Statistical analysis
Data are expressed as the means ± standard deviation. Statistical analysis was conducted using an unpaired Student's t-test or one-way analysis of variance followed by least significant difference test for multiple comparisons. All statistical analyses were performed using SPSS version 20.0 statistical analysis software (IBM Corp., Armonk, NY, USA). P≤0.05 was considered to indicate a statistically significant difference.
Results
DHCE inhibits MCL cell growth and proliferation
As shown in Fig. 1A, DHCE is a synthesized dihydro-analog compound with a molecular weight of 452.6. In the present study, five MCL cell lines (Jeko-1, Z138, Granta519, Mino and Rec-1) were treated with various doses of DHCE. After 48 h of DHCE exposure, cell viability was measured using a CCK-8 assay. MCL cell viability was decreased in a dose-dependent manner (Fig. 1B), and the 48 h half maximal inhibitory concentration values of DHCE in Jeko-1, Z138, Mino, Rec-1 and Granta519 cells were 0.65±0.10, 0.45±0.04, 0.42±0.01, 0.35±0.03 and 0.91±0.08 µM, respectively. Jeko-1 and Z138 cells were selected for subsequent analyses, as they have previously been used in numerous studies regarding MCL (28,29). Furthermore, a time-course study of DHCE further demonstrated that cell viability was inhibited in a time-dependent manner (Fig. 1C). Conversely, at concentrations as high as 1.6 µM, DHCE conferred minimal cytotoxic effects on normal PBMCs obtained from three healthy volunteers (Fig. 1D). To investigate the inhibitory effects of DHCE on tumorigenic potential, anchorage-independent colony formation in soft agar was compared between the control and treatment groups. DHCE treatment reduced the ability of Jeko-1 and Z138 cells to form tumorspheres in a dose-dependent manner, and colony formation was almost completely inhibited among Z138 cells treated with 0.8 µM DHCE (Fig. 1E). To further explore the effects of DHCE on cell proliferation, the integration of EdU was measured, in order to detect the levels of DNA synthesis; cell nuclei were stained with DAPI. The results demonstrated that DHCE suppressed DNA synthesis in MCL cells, thus indicating that DHCE inhibited proliferation of MCL cells (Fig. 1F). These findings suggested that DHCE may decrease cell viability and inhibit cell proliferation in a dose- and time-dependent manner; however, DHCE is not cytotoxic to normal cells.

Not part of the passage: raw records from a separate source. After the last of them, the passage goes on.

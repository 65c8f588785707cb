//! Overlapping window splitter for oversized sections.
//!
//! # Algorithm
//!
//! Greedy, left to right, measured in characters (not bytes):
//!
//! 1. Start a cursor at 0 and propose a window of `max_chars`.
//! 2. If the proposal reaches the end of the text, the remainder is the
//!    last window.
//! 3. Otherwise look for a natural break inside the proposal. The rules in
//!    [`BREAK_RULES`] are tried in order (paragraph, line, sentence, word);
//!    for each, only the *last* occurrence counts, and it is accepted only
//!    past the rule's minimum position. The window then ends just after
//!    the separator.
//! 4. With no acceptable break the window is cut hard at `max_chars`.
//! 5. The cursor moves to `end - overlap_chars`, so consecutive windows
//!    share exactly `overlap_chars` characters of source text.
//!
//! The minimum position of every rule is at least `overlap_chars`, which
//! guarantees the cursor always moves forward.

use crate::error::ChunkError;

/// A candidate break separator and the minimum position at which it is
/// accepted.
#[derive(Debug, Clone, Copy, PartialEq, Eq)]
pub struct BreakRule {
    pub separator: &'static str,
    /// The break must lie beyond `max_chars / min_divisor`.
    pub min_divisor: usize,
}

impl BreakRule {
    /// Character position inside a window that a match must exceed.
    pub fn min_position(&self, max_chars: usize, overlap_chars: usize) -> usize {
        (max_chars / self.min_divisor).max(overlap_chars)
    }
}

/// Break rules in priority order.
pub const BREAK_RULES: &[BreakRule] = &[
    BreakRule {
        separator: "\n\n",
        min_divisor: 2,
    },
    BreakRule {
        separator: "\n",
        min_divisor: 2,
    },
    BreakRule {
        separator: ". ",
        min_divisor: 2,
    },
    BreakRule {
        separator: " ",
        min_divisor: 2,
    },
];

/// Reject limits that cannot produce bounded, terminating output.
pub fn check_limits(max_chars: usize, overlap_chars: usize) -> Result<(), ChunkError> {
    if max_chars == 0 {
        return Err(ChunkError::InvalidMaxChars { max_chars });
    }
    if overlap_chars >= max_chars {
        return Err(ChunkError::OverlapTooLarge {
            overlap_chars,
            max_chars,
        });
    }
    Ok(())
}

/// Split `text` into windows of at most `max_chars` characters that
/// overlap by `overlap_chars`.
///
/// Windows are returned untrimmed as slices of `text`, in order. Text that
/// already fits yields a single window; empty text yields none.
///
/// # Errors
///
/// [`ChunkError`] when `max_chars == 0` or `overlap_chars >= max_chars`.
pub fn split_windows(
    text: &str,
    max_chars: usize,
    overlap_chars: usize,
) -> Result<Vec<&str>, ChunkError> {
    check_limits(max_chars, overlap_chars)?;

    // Byte offset of every char, plus the end of the text.
    let offsets: Vec<usize> = text
        .char_indices()
        .map(|(i, _)| i)
        .chain(std::iter::once(text.len()))
        .collect();
    let total_chars = offsets.len() - 1;

    let mut windows = Vec::new();
    let mut start = 0;
    while start < total_chars {
        let tentative_end = start + max_chars;
        if tentative_end >= total_chars {
            windows.push(&text[offsets[start]..]);
            break;
        }

        let proposal = &text[offsets[start]..offsets[tentative_end]];
        let end = match natural_break(proposal, max_chars, overlap_chars) {
            Some(len) => start + len,
            None => tentative_end,
        };

        windows.push(&text[offsets[start]..offsets[end]]);
        start = end - overlap_chars;
    }

    Ok(windows)
}

/// Length in chars of `window` up to and including the first acceptable
/// break separator.
fn natural_break(window: &str, max_chars: usize, overlap_chars: usize) -> Option<usize> {
    BREAK_RULES.iter().find_map(|rule| {
        let byte_pos = window.rfind(rule.separator)?;
        let pos = window[..byte_pos].chars().count();
        (pos > rule.min_position(max_chars, overlap_chars))
            .then(|| pos + rule.separator.chars().count())
    })
}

DHCE promotes cell cycle arrest in MCL cells
The cyclin D1-CDK4 and cyclin D1-CDK6 complexes are critical for the G1/S checkpoint, and regulate the progression of cells from G1 phase to S phase (30). To evaluate the effects of DHCE on cell cycle progression, Jeko-1 and Z138 cells were treated with DHCE and analyzed by flow cytometry. The results demonstrated that following treatment with DHCE, the percentage of Jeko-1 and Z138 cells in the G0/G1 phase of the cell cycle was significantly increased (Fig, 2A). The present study also analyzed the expression levels of cell cycle regulatory proteins, and indicated that DHCE suppressed the expression of cyclin D1, CDK4 and CDK6 (Fig. 2B). Taken together, these data suggested that DHCE may induce G0/G1 phase arrest in a dose-dependent manner by inhibiting the expression of cell cycle regulatory proteins.

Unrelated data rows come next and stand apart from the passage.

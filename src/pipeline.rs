//! Pipeline orchestration.
//!
//! Coordinates the full flow: convert → normalize → chunk → build records →
//! optional JSON export → optional index load. Conversion and indexing are
//! injected as trait objects so the chunking steps never depend on which
//! services are behind them.

use anyhow::{bail, Context, Result};
use pdf_chunker_core::{assemble, build_records, normalize_text, ChunkRecord};
use std::path::Path;
use std::time::Instant;

use crate::config::Config;
use crate::export::{read_records, write_records};
use crate::extract::{doc_id_for, source_file_for, DocumentConverter};
use crate::index::ChunkIndex;

/// Normalize, chunk, and project already-converted text.
pub fn chunk_document(
    config: &Config,
    doc_id: &str,
    source_file: &str,
    raw_text: &str,
) -> Result<Vec<ChunkRecord>> {
    let text = normalize_text(raw_text);
    let chunks = assemble(&text, doc_id, source_file, &config.chunking.options())?;
    Ok(build_records(&chunks))
}

/// Chunk a text or markdown file that was converted elsewhere.
///
/// The document id is the file stem, as for PDFs.
pub fn chunk_text_file(config: &Config, path: &Path) -> Result<Vec<ChunkRecord>> {
    let raw = std::fs::read_to_string(path)
        .with_context(|| format!("Failed to read {}", path.display()))?;
    chunk_document(config, &doc_id_for(path), &source_file_for(path), &raw)
}

/// Run the whole pipeline for one PDF and return the records.
///
/// Records are written to `output` when given and loaded into `index` when
/// given; both happen only after chunking has fully succeeded.
pub async fn run_pipeline(
    config: &Config,
    pdf: &Path,
    converter: &dyn DocumentConverter,
    index: Option<&dyn ChunkIndex>,
    output: Option<&Path>,
) -> Result<Vec<ChunkRecord>> {
    if !pdf.is_file() {
        bail!("PDF not found: {}", pdf.display());
    }

    let started = Instant::now();
    tracing::info!(target: "run_pipeline", file = %pdf.display(), "starting pipeline");

    tracing::info!(target: "run_pipeline", backend = converter.name(), "step 1/4: convert PDF");
    let step = Instant::now();
    let converted = converter
        .convert(pdf)
        .await
        .with_context(|| format!("Failed to convert {}", pdf.display()))?;
    let raw = converted.text();
    tracing::info!(
        target: "run_pipeline",
        chars = raw.chars().count(),
        elapsed_ms = step.elapsed().as_millis() as u64,
        "converted"
    );

    tracing::info!(target: "run_pipeline", "step 2/4: normalize text");
    let text = normalize_text(&raw);

    let options = config.chunking.options();
    tracing::info!(
        target: "run_pipeline",
        max_chars = options.max_chars,
        overlap_chars = options.overlap_chars,
        "step 3/4: chunk"
    );
    let chunks = assemble(&text, &converted.doc_id, &converted.source_file, &options)?;

    let records = build_records(&chunks);
    tracing::info!(target: "run_pipeline", records = records.len(), "step 4/4: build records");

    if let Some(path) = output {
        write_records(&records, Some(path))?;
    }

    if let Some(index) = index {
        tracing::info!(target: "run_pipeline", index = index.name(), "loading records");
        index
            .ingest(&records)
            .await
            .with_context(|| format!("Failed to load records into index '{}'", index.name()))?;
    }

    tracing::info!(
        target: "run_pipeline",
        elapsed_ms = started.elapsed().as_millis() as u64,
        "pipeline finished"
    );
    Ok(records)
}

/// Load a previously exported records file into `index`.
pub async fn load_records_file(index: &dyn ChunkIndex, path: &Path) -> Result<usize> {
    let records = read_records(path)?;
    index
        .ingest(&records)
        .await
        .with_context(|| format!("Failed to load records into index '{}'", index.name()))?;
    Ok(records.len())
}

DHCE induces apoptosis of MCL cells
Evasion of apoptosis has a key role in tumorigenesis and chemotherapeutic resistance (31). To investigate whether apoptosis is associated with the mechanism underlying the cytotoxic effects of DHCE, Jeko-1 and Z138 cells were incubated with various concentrations of DHCE for 48 h. DHCE markedly increased the percentage of apoptotic cells in a dose-dependent manner, compared with in the control group (Fig. 3A). Furthermore, Jeko-1 and Z138 cells were simultaneously treated with DHCE and a pan-caspase inhibitor, Z-VAD-FMK. The results demonstrated that Z-VAD-FMK induced a significant reduction in DHCE-induced cell apoptosis (Fig. 3B; data of Z138 cells not shown), thus indicating that DHCE-mediated apoptosis is dependent upon caspase activity. These findings demonstrated that DHCE may induce MCL cell apoptosis in a dose-dependent manner.

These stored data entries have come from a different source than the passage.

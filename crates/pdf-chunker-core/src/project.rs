//! Projection of chunks into flat index records.

use crate::models::{Chunk, ChunkRecord};

/// Map a chunk to the record shape the search index ingests.
///
/// Total and pure: a missing heading becomes an empty `title`, every other
/// field is copied as is.
pub fn to_record(chunk: &Chunk) -> ChunkRecord {
    ChunkRecord {
        id: chunk.chunk_id.clone(),
        doc_id: chunk.doc_id.clone(),
        chunk_text: chunk.chunk_text.clone(),
        title: chunk.section_heading.clone().unwrap_or_default(),
        page: chunk.page,
        element_type: chunk.element_type,
        source_file: chunk.source_file.clone(),
    }
}

impl From<&Chunk> for ChunkRecord {
    fn from(chunk: &Chunk) -> Self {
        to_record(chunk)
    }
}

/// Project every chunk, preserving order.
pub fn build_records(chunks: &[Chunk]) -> Vec<ChunkRecord> {
    chunks.iter().map(to_record).collect()
}

#[cfg(test)]
mod tests {
    use super::*;
    use crate::models::ElementType;

    fn chunk(heading: Option<&str>) -> Chunk {
        Chunk {
            chunk_id: "manual_c3".to_string(),
            doc_id: "manual".to_string(),
            chunk_text: "Torque the bolts to 40 Nm.".to_string(),
            page: None,
            element_type: ElementType::Text,
            source_file: "manual.pdf".to_string(),
            section_heading: heading.map(str::to_string),
        }
    }

    #[test]
    fn test_maps_fields() {
        let record = to_record(&chunk(Some("Assembly")));
        assert_eq!(record.id, "manual_c3");
        assert_eq!(record.doc_id, "manual");
        assert_eq!(record.chunk_text, "Torque the bolts to 40 Nm.");
        assert_eq!(record.title, "Assembly");
        assert_eq!(record.page, None);
        assert_eq!(record.element_type, ElementType::Text);
        assert_eq!(record.source_file, "manual.pdf");
    }

    #[test]
    fn test_missing_heading_is_empty_title() {
        assert_eq!(to_record(&chunk(None)).title, "");
    }

    #[test]
    fn test_json_shape() {
        let value = serde_json::to_value(ChunkRecord::from(&chunk(None))).unwrap();
        assert_eq!(
            value,
            serde_json::json!({
                "id": "manual_c3",
                "doc_id": "manual",
                "chunk_text": "Torque the bolts to 40 Nm.",
                "title": "",
                "page": null,
                "element_type": "text",
                "source_file": "manual.pdf"
            })
        );
    }

    #[test]
    fn test_build_records_keeps_order() {
        let mut second = chunk(None);
        second.chunk_id = "manual_c4".to_string();
        let records = build_records(&[chunk(Some("A")), second]);
        let ids: Vec<_> = records.iter().map(|r| r.id.as_str()).collect();
        assert_eq!(ids, ["manual_c3", "manual_c4"]);
    }
}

DHCE induces DNA strand breaks due to apoptosis
A series of morphological alterations are triggered when apoptosis is activated, including cell shrinkage, aberrant chromatin compaction, DNA hydrolysis, nuclear fragmentation and the formation of apoptotic bodies (32). To directly confirm that DHCE promoted the apoptosis of MCL cells, a confocal laser-scanning microscope was used to detect the binding of TUNEL reagent with DNA fragments. Compared with in the control group, MCL cells treated with DHCE for 48 h exhibited chromatin fragmentation (Fig. 3C), which is a typical morphological characteristic of apoptotic cells. These cytological observations further confirmed that DHCE promotes the apoptosis of MCL cells.
DHCE induces caspase-dependent apoptosis through the extrinsic and intrinsic pathways
It is widely known that apoptosis signaling pathways consist of extrinsic and intrinsic pathways. Upon receiving specific signals instructing the cells to undergo apoptosis, caspase proteases lead to the cleaving of cellular components including structural proteins in the cytoskeleton and nuclear proteins, such as DNA repair enzymes, through extrinsic and intrinsic pathways (31). DHCE markedly activated caspase-8 and caspase-3 (Fig. 3D), which are associated with the extrinsic pathway of apoptosis. In addition, DHCE suppressed the expression of the ant-apoptotic proteins Bcl-2 and Bcl-xL, and upregulated the expression of Bax, which is a proapoptotic protein of the intrinsic pathway (Fig. 3D) (33). Increased procaspase-9 substrate cleavage was also detected (Fig. 3D). These findings suggested that DHCE may activate the extrinsic and intrinsic pathways of apoptosis in a dose-dependent manner.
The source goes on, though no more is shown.